ShakespearePritchard

Batik artwork by Laura Pritchard

So many thanks to soprano Jessica Lennick, tenor Eric Rieger, baritone Michael Adams, and pianist Laura Ward for the rousing Lyric Fest premiere of Mark the Music, a trio using Shakespeare’s text from The Merchant of Venice, which includes the words “The man that hath no music in himself, / Nor is not moved with concord of sweet sounds, / Is fit for treasons, stratagems and spoils.” Complete text, notes, and a sample of the score are here.

This was my musical introduction to Lyric Fest audiences as Composer in Residence.

The song was the closing piece for “Much Ado about Shakespeare,” a concert at Main Line Reform Temple in Wynnewood, Pa. We’re repeating it on Friday November 21st at the Girard Academic Music Program School in Philadelphia.

The actor Jim Bergwall wrote a script which he and Charlotte Blake Alston recited and acted (with the singers and audience) to create a moving look into songs written on Shakespeare texts. Jim and Charlotte are inventive actors, narrators, librettists, and storytellers, and crafted a thoroughly engaging program.

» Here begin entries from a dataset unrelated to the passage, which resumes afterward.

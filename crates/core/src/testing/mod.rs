//! Testing utilities and mock implementations.
//!
//! Provides a mock metadata provider so the interactive command flow can
//! be exercised end to end without network access.

mod mock_metadata;

pub use mock_metadata::MockMetadataProvider;

/// Test fixtures and helper functions.
pub mod fixtures {
    use crate::library::Rating;
    use crate::omdb::MovieFacts;

    /// Build movie facts the way a successful OMDb lookup would.
    pub fn movie_facts(title: &str, year: &str, rating: &str, poster: &str) -> MovieFacts {
        MovieFacts {
            title: title.to_string(),
            year: year.to_string(),
            rating: Rating::from_input(rating),
            poster: poster.to_string(),
        }
    }
}
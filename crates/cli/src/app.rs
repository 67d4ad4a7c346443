//! The interactive menu loop.
//!
//! One command per menu selection; every command performs a full
//! load-act-print cycle against the library. Errors from the library, the
//! metadata provider and the website renderer are converted to printed
//! diagnostics here and never terminate the loop.

use std::io::{self, BufRead, Write};
use std::sync::Arc;

use tracing::warn;

use cinelog_core::library::find_title;
use cinelog_core::{
    compute_stats, generate_website, MetadataProvider, MovieLibrary, OmdbError, Rating,
    WebsiteConfig,
};

/// The application controller.
///
/// Input and output handles are injected so tests can script a whole
/// session against an in-memory reader and writer.
pub struct App<R, W> {
    library: Box<dyn MovieLibrary>,
    provider: Arc<dyn MetadataProvider>,
    website: WebsiteConfig,
    input: R,
    out: W,
}

impl<R: BufRead, W: Write> App<R, W> {
    pub fn new(
        library: Box<dyn MovieLibrary>,
        provider: Arc<dyn MetadataProvider>,
        website: WebsiteConfig,
        input: R,
        out: W,
    ) -> Self {
        Self {
            library,
            provider,
            website,
            input,
            out,
        }
    }

    /// Run the menu loop until the user exits.
    ///
    /// Only explicit exit (selection `0`) or end of input terminates the
    /// loop; unrecognized selections re-prompt.
    pub async fn run(&mut self) -> io::Result<()> {
        loop {
            writeln!(self.out, "\n------ Menu ------")?;
            writeln!(self.out, "0. Exit")?;
            writeln!(self.out, "1. List Movies")?;
            writeln!(self.out, "2. Add Movie")?;
            writeln!(self.out, "3. Delete Movie")?;
            writeln!(self.out, "4. Update Movie Rating")?;
            writeln!(self.out, "5. Show Movie Stats")?;
            writeln!(self.out, "6. Generate Website")?;

            let Some(choice) = self.prompt("Enter choice (0-6): ")? else {
                break;
            };

            match choice.as_str() {
                "0" => {
                    writeln!(self.out, "Exiting... Bye!")?;
                    break;
                }
                "1" => self.list_movies()?,
                "2" => self.add_movie().await?,
                "3" => self.delete_movie()?,
                "4" => self.update_movie()?,
                "5" => self.movie_stats()?,
                "6" => self.generate_site()?,
                _ => writeln!(self.out, "Invalid choice, try again.")?,
            }
        }
        Ok(())
    }

    /// Print a prompt and read one trimmed line. `None` means end of input.
    fn prompt(&mut self, message: &str) -> io::Result<Option<String>> {
        write!(self.out, "{}", message)?;
        self.out.flush()?;

        let mut line = String::new();
        if self.input.read_line(&mut line)? == 0 {
            return Ok(None);
        }
        Ok(Some(line.trim().to_string()))
    }

    fn list_movies(&mut self) -> io::Result<()> {
        match self.library.list() {
            Ok(movies) if movies.is_empty() => writeln!(self.out, "No movies found.")?,
            Ok(movies) => {
                writeln!(self.out, "\nList of movies:")?;
                for (title, record) in &movies {
                    writeln!(
                        self.out,
                        "{}: {}, {}",
                        title,
                        record.rating_display(),
                        record.year
                    )?;
                }
            }
            Err(e) => writeln!(self.out, "Error listing movies: {}", e)?,
        }
        writeln!(self.out)?;
        Ok(())
    }

    async fn add_movie(&mut self) -> io::Result<()> {
        let Some(title) = self.prompt("Enter movie name: ")? else {
            return Ok(());
        };
        if title.is_empty() {
            writeln!(self.out, "Movie name cannot be empty.")?;
            return Ok(());
        }

        let facts = match self.provider.fetch_by_title(&title).await {
            Ok(facts) => facts,
            Err(OmdbError::NotFound(_)) => {
                writeln!(self.out, "Movie '{}' not found.", title)?;
                return Ok(());
            }
            Err(e) => {
                warn!("Metadata lookup for '{}' failed: {}", title, e);
                writeln!(self.out, "An error occurred: {}", e)?;
                return Ok(());
            }
        };

        let mut rating = facts.rating.clone();
        let answer = self.prompt(&format!(
            "The API returned a rating of {}. Would you like to provide your own rating? (yes/no): ",
            facts.rating
        ))?;
        if answer.is_some_and(|a| a.eq_ignore_ascii_case("yes")) {
            if let Some(custom) = self.prompt("Enter your custom rating: ")? {
                rating = Rating::from_input(&custom);
            }
        }

        match self
            .library
            .add(&facts.title, Some(rating), &facts.year, &facts.poster)
        {
            Ok(()) => writeln!(self.out, "Movie '{}' added successfully.", facts.title)?,
            Err(e) => writeln!(self.out, "An error occurred: {}", e)?,
        }
        Ok(())
    }

    fn delete_movie(&mut self) -> io::Result<()> {
        let Some(name) = self.prompt("Enter the movie name to delete: ")? else {
            return Ok(());
        };

        match self.library.delete(&name) {
            Ok(()) => writeln!(self.out, "'{}' has been deleted.", name)?,
            // NotFound carries the user-facing message verbatim.
            Err(e) => writeln!(self.out, "{}", e)?,
        }
        writeln!(self.out)?;
        Ok(())
    }

    fn update_movie(&mut self) -> io::Result<()> {
        let Some(name) = self.prompt("Enter the movie name to update: ")? else {
            return Ok(());
        };

        let movies = match self.library.list() {
            Ok(movies) => movies,
            Err(e) => {
                writeln!(self.out, "Error listing movies: {}", e)?;
                return Ok(());
            }
        };

        let Some(stored) = find_title(&movies, &name).map(str::to_string) else {
            writeln!(self.out, "Movie '{}' not found in the list.", name)?;
            return Ok(());
        };

        let Some(new_rating) = self.prompt(&format!("Enter new rating for '{}': ", stored))? else {
            return Ok(());
        };

        match self
            .library
            .update(&stored, Some(Rating::from_input(&new_rating)), None)
        {
            Ok(()) => writeln!(
                self.out,
                "Movie '{}' rating updated to {}.",
                stored, new_rating
            )?,
            Err(e) => writeln!(self.out, "Error updating movie: {}", e)?,
        }
        Ok(())
    }

    fn movie_stats(&mut self) -> io::Result<()> {
        let movies = match self.library.list() {
            Ok(movies) => movies,
            Err(e) => {
                writeln!(self.out, "Error listing movies: {}", e)?;
                return Ok(());
            }
        };

        match compute_stats(&movies) {
            Some(stats) => {
                writeln!(self.out, "Average rating: {:.1}", stats.average)?;
                writeln!(self.out, "Median rating: {:.1}", stats.median)?;
                writeln!(self.out, "Highest rated: {}", extreme_line(&stats.best))?;
                writeln!(self.out, "Lowest rated: {}", extreme_line(&stats.worst))?;
            }
            None => writeln!(self.out, "No movies found to generate statistics.")?,
        }
        writeln!(self.out)?;
        Ok(())
    }

    fn generate_site(&mut self) -> io::Result<()> {
        let movies = match self.library.list() {
            Ok(movies) => movies,
            Err(e) => {
                writeln!(self.out, "Error listing movies: {}", e)?;
                return Ok(());
            }
        };

        match generate_website(&self.website, &movies) {
            Ok(()) => writeln!(self.out, "Website was generated successfully.")?,
            Err(e) => writeln!(
                self.out,
                "An error occurred while generating the website: {}",
                e
            )?,
        }
        Ok(())
    }
}

/// Format tied titles and their shared rating, e.g. `Heat, Ronin (8.3)`.
fn extreme_line(entries: &[(String, f64)]) -> String {
    let titles: Vec<&str> = entries.iter().map(|(title, _)| title.as_str()).collect();
    match entries.first() {
        Some((_, value)) => format!("{} ({:.1})", titles.join(", "), value),
        None => "N/A".to_string(),
    }
}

The singers were entertaining and powerful, throughout the music of Britten, Blitzstein, Hoiby, Quilter, Schubert, Vaughan WIlliams, and others. Little surprises of meaning met me in my scena, in which I was delighted to hear new discoveries, brought out by these wonderful musicians. Jessica is busy with lots and lots of singing, Eric, who also teaches at Westminster Choir College, brought his wife and two young children to the concert, and Michael is in the middle of L’italiana In Algeri performances these two weeks at the Academy of Vocal Arts. They were exquisite on Mark the Music. And Laura, well, she just makes the piano sing every time; what a thrill, I can never say enough about her.

[Update: Friday morning’s concert on Nov. 21st at GAMP was given in front of almost two hundred students from there and, brought in for the occasion, Central High. A crew recorded and videotaped the concert, and interviewed the musicians and composer, for a future documentary about the residency.]

Thanks to Laura and to Suzanne DuPlantis for creating this program! Thanks also to the American Composers Forum, Philadelphia Chapter, for supporting these concerts, and to Main Line Reform Temple for hosting us. I can’t wait to get started on the Waxing Poetic song cycle; Lyric Fest premieres that in March.